— А может, ишо по одной протянем? Пей, Григорий Пантелевич, пока почернеешь. От этой развеселой жизни только самогонку и глушить.
— Черней уж ты один. И так голова дурная, а от нее и вовсе загубишься. Мне нынче в Вёшки идти, регистрироваться.
Прохор пристально посмотрел на него. Опаленное солнцем и ветрами лицо Григория горело густым, бурым румянцем, лишь у самых корней зачесанных назад волос кожа светилась матовой белизной. Он был спокоен, этот видавший виды служивый, с которым война и невзгоды сроднили Прохора. Слегка припухшие глаза его смотрели хмуро, с суровой усталостью.
— Не боишься, что это самое… что посадят? — спросил Прохор.
Григорий оживился.
— Как раз этого-то, парень, и боюсь! Сроду не сидел и боюсь тюрьмы хуже смерти. А видно, прийдется и этого добра спробовать.
— Зря ты домой шел, — с сожалением сказал Прохор.
— А куда же мне было деваться?
— Прислонился бы где-нибудь в городе, переждал, пока утрясется эта живуха, а тогда и шел бы.
Григорий махнул рукой, засмеялся:
— Это не по мне! Ждать да догонять — самое постылое дело. Куда же я от детей пошел бы?
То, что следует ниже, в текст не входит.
//! Largest-degree-first greedy coloring.

use mapcolor_core::{RegionOrder, StrategyKind};

use super::ColoringStrategy;
use crate::scope::SearchScope;

/// Single pass, no backtracking.
///
/// Regions are taken by descending degree, declared order breaking ties.
/// Each gets the first palette color no colored neighbor holds. If none is
/// free the pass stops and fails. Only `assign` steps are ever recorded.
#[derive(Debug, Clone, Default)]
pub struct GreedySolver;

impl GreedySolver {
    pub fn new() -> Self {
        Self
    }
}

impl ColoringStrategy for GreedySolver {
    fn search(&self, scope: &mut SearchScope<'_>) -> bool {
        let order = scope.index().ordered(RegionOrder::DegreeDescending);

        for region in &order {
            if scope.check_termination() {
                return false;
            }

            let free = {
                let used: Vec<&str> = scope.neighbor_colors(region).collect();
                scope
                    .colors()
                    .iter()
                    .find(|color| !used.contains(&color.as_str()))
            };

            match free {
                Some(color) => scope.assign(region, color).keep(),
                None => return false,
            }
        }

        true
    }

    fn kind(&self) -> StrategyKind {
        StrategyKind::Greedy
    }
}
//! MapColor Core - Core types for graph-coloring search
//!
//! This crate provides the pieces every strategy shares:
//! - Problem description types (regions, adjacencies, palettes)
//! - [`AdjacencyIndex`] for neighbor lookup
//! - [`Coloring`] partial assignment state
//! - [`StepRecorder`] and [`Step`] for the search trace
//! - [`SolverResult`] as the uniform output

pub mod adjacency;
pub mod coloring;
pub mod domain;
pub mod error;
pub mod result;
pub mod step;

pub use adjacency::{AdjacencyIndex, MalformedAdjacency};
pub use coloring::Coloring;
pub use domain::{
    Color, ColoringProblem, Palette, Region, RegionOrder, StrategyKind, DEFAULT_LABEL_PREFIX,
    DEFAULT_MAX_COLORS,
};
pub use error::{ColoringError, Result};
pub use result::{AbortReason, SolverResult};
pub use step::{Step, StepKind, StepRecorder};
— Тоже, сказал! Жили же они без тебя? Потом забрал бы их и свою любезную. Да, забыл тебе сказать! Хозяева твои, у каких ты перед войной с Аксиньей проживал, преставились обое.
— Листницкие?
— Они самые. Кум мой Захар был в отсту́пе при молодом Листницком за денщика, рассказывал: старый пан в Морозовской от тифу помер, а молодой до Катеринодара дотянул, там его супруга связалась с генералом Покровским, ну, он и не стерпел, застрелился от неудовольствия.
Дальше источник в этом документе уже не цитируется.